▶ EXERCISE DETAILS
Reproduce the full set of records that follow, exactly as shown.

Saved data entries:

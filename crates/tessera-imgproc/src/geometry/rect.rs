use tessera_image::ImageSize;

use super::Point2;

/// An axis-aligned rectangle on the integer pixel grid.
///
/// The position may be negative, the extent never is.
#[derive(Debug, Clone, Copy, Default, PartialEq, Eq, Hash)]
#[cfg_attr(feature = "serde", derive(serde::Serialize, serde::Deserialize))]
pub struct Rect {
    /// Left edge.
    pub x: isize,
    /// Top edge.
    pub y: isize,
    /// Width in pixels.
    pub width: usize,
    /// Height in pixels.
    pub height: usize,
}

impl Rect {
    /// Create a new rectangle.
    pub const fn new(x: isize, y: isize, width: usize, height: usize) -> Self {
        Self {
            x,
            y,
            width,
            height,
        }
    }

    /// The rectangle at the origin covering an image of the given size.
    pub fn from_size(size: ImageSize) -> Self {
        Self::new(0, 0, size.width, size.height)
    }

    /// The extent of the rectangle.
    pub fn size(&self) -> ImageSize {
        ImageSize {
            width: self.width,
            height: self.height,
        }
    }

    /// One past the right-most column.
    pub fn right(&self) -> isize {
        self.x + self.width as isize
    }

    /// One past the bottom-most row.
    pub fn bottom(&self) -> isize {
        self.y + self.height as isize
    }

    /// Geometric center, `(x + width / 2, y + height / 2)`.
    pub fn center(&self) -> Point2 {
        Point2::new(
            self.x as f32 + self.width as f32 / 2.0,
            self.y as f32 + self.height as f32 / 2.0,
        )
    }

    /// The four corners in continuous space, clockwise from the top-left.
    pub fn corners(&self) -> [Point2; 4] {
        let (l, t) = (self.x as f32, self.y as f32);
        let (r, b) = (self.right() as f32, self.bottom() as f32);
        [
            Point2::new(l, t),
            Point2::new(r, t),
            Point2::new(r, b),
            Point2::new(l, b),
        ]
    }

    /// Whether the pixel `(x, y)` lies inside the rectangle.
    ///
    /// The left and top edges are inclusive, the right and bottom edges exclusive.
    #[inline]
    pub fn contains(&self, x: isize, y: isize) -> bool {
        x >= self.x && x < self.right() && y >= self.y && y < self.bottom()
    }
}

▶ PROBLEM SOLUTION
filename crates/tessera-imgproc/src/geometry/rect.rs
use tessera_image::ImageSize;

use super::Point2;

/// An axis-aligned rectangle on the integer pixel grid.
///
/// The position may be negative, the extent never is.
#[derive(Debug, Clone, Copy, Default, PartialEq, Eq, Hash)]
#[cfg_attr(feature = "serde", derive(serde::Serialize, serde::Deserialize))]
pub struct Rect {
    /// Left edge.
    pub x: isize,
    /// Top edge.
    pub y: isize,
    /// Width in pixels.
    pub width: usize,
    /// Height in pixels.
    pub height: usize,
}

impl Rect {
    /// Create a new rectangle.
    pub const fn new(x: isize, y: isize, width: usize, height: usize) -> Self {
        Self {
            x,
            y,
            width,
            height,
        }
    }

    /// The rectangle at the origin covering an image of the given size.
    pub fn from_size(size: ImageSize) -> Self {
        Self::new(0, 0, size.width, size.height)
    }

    /// The extent of the rectangle.
    pub fn size(&self) -> ImageSize {
        ImageSize {
            width: self.width,
            height: self.height,
        }
    }

    /// One past the right-most column.
    pub fn right(&self) -> isize {
        self.x + self.width as isize
    }

    /// One past the bottom-most row.
    pub fn bottom(&self) -> isize {
        self.y + self.height as isize
    }

    /// Geometric center, `(x + width / 2, y + height / 2)`.
    pub fn center(&self) -> Point2 {
        Point2::new(
            self.x as f32 + self.width as f32 / 2.0,
            self.y as f32 + self.height as f32 / 2.0,
        )
    }

    /// The four corners in continuous space, clockwise from the top-left.
    pub fn corners(&self) -> [Point2; 4] {
        let (l, t) = (self.x as f32, self.y as f32);
        let (r, b) = (self.right() as f32, self.bottom() as f32);
        [
            Point2::new(l, t),
            Point2::new(r, t),
            Point2::new(r, b),
            Point2::new(l, b),
        ]
    }

    /// Whether the pixel `(x, y)` lies inside the rectangle.
    ///
    /// The left and top edges are inclusive, the right and bottom edges exclusive.
    #[inline]
    pub fn contains(&self, x: isize, y: isize) -> bool {
        x >= self.x && x < self.right() && y >= self.y && y < self.bottom()
    }
}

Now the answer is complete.